Stored data entries

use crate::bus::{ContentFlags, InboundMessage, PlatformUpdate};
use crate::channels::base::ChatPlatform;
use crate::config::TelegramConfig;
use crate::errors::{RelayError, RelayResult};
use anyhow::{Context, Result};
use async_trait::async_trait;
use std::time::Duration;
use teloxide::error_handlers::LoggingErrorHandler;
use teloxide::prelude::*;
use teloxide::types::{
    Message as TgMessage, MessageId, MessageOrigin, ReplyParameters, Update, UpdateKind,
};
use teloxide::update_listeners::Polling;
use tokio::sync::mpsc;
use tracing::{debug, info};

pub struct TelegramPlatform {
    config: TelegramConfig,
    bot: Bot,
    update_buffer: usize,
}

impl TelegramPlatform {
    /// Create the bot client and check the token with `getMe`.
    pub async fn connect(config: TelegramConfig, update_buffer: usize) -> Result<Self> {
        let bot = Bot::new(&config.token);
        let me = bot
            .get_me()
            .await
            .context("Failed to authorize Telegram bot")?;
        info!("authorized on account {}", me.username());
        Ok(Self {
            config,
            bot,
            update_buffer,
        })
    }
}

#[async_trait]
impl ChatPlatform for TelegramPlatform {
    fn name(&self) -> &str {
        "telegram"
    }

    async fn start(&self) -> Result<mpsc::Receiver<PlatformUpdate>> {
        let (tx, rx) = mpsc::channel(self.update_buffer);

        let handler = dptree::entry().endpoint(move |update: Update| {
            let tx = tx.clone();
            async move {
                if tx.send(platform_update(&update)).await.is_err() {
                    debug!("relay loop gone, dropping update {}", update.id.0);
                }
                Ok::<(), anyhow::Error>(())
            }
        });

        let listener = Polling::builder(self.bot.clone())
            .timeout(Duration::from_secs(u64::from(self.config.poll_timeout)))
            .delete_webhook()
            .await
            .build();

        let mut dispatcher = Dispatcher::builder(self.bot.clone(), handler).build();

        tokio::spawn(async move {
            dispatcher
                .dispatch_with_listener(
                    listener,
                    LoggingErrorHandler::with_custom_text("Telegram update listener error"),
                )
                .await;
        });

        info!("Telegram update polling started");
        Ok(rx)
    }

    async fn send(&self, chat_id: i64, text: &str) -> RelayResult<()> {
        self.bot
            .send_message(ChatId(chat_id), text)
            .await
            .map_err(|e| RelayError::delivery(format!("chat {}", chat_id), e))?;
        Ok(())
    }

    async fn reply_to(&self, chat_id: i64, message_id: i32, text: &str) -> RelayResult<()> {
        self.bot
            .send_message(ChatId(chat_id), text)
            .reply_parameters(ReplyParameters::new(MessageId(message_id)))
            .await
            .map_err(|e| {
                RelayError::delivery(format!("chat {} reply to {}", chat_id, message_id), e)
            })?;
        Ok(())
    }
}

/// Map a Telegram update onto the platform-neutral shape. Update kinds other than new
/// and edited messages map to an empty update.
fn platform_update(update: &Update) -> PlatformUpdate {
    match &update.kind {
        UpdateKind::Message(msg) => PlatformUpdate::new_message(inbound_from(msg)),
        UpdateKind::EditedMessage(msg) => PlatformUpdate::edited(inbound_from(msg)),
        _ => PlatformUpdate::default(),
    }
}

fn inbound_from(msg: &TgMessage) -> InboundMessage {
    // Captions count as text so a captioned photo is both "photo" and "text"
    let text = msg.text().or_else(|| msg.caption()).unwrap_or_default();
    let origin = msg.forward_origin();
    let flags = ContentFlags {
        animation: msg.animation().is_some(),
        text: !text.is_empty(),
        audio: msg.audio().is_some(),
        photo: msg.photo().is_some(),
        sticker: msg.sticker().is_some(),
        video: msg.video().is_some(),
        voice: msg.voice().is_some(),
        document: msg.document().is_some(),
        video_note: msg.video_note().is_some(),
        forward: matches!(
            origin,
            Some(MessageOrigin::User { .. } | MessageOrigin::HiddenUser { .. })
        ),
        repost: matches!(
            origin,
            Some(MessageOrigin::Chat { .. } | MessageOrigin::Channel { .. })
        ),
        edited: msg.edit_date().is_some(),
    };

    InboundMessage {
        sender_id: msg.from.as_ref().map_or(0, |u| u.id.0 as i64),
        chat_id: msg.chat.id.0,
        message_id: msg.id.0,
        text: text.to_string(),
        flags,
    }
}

• ACTIVITY:
Please reply with an exact copy of the lines above, starting at the first and ending at the line that holds "use std::time::Duration;".

• WRITTEN ANSWER:
use crate::bus::{ContentFlags, InboundMessage, PlatformUpdate};
use crate::channels::base::ChatPlatform;
use crate::config::TelegramConfig;
use crate::errors::{RelayError, RelayResult};
use anyhow::{Context, Result};
use async_trait::async_trait;
use std::time::Duration;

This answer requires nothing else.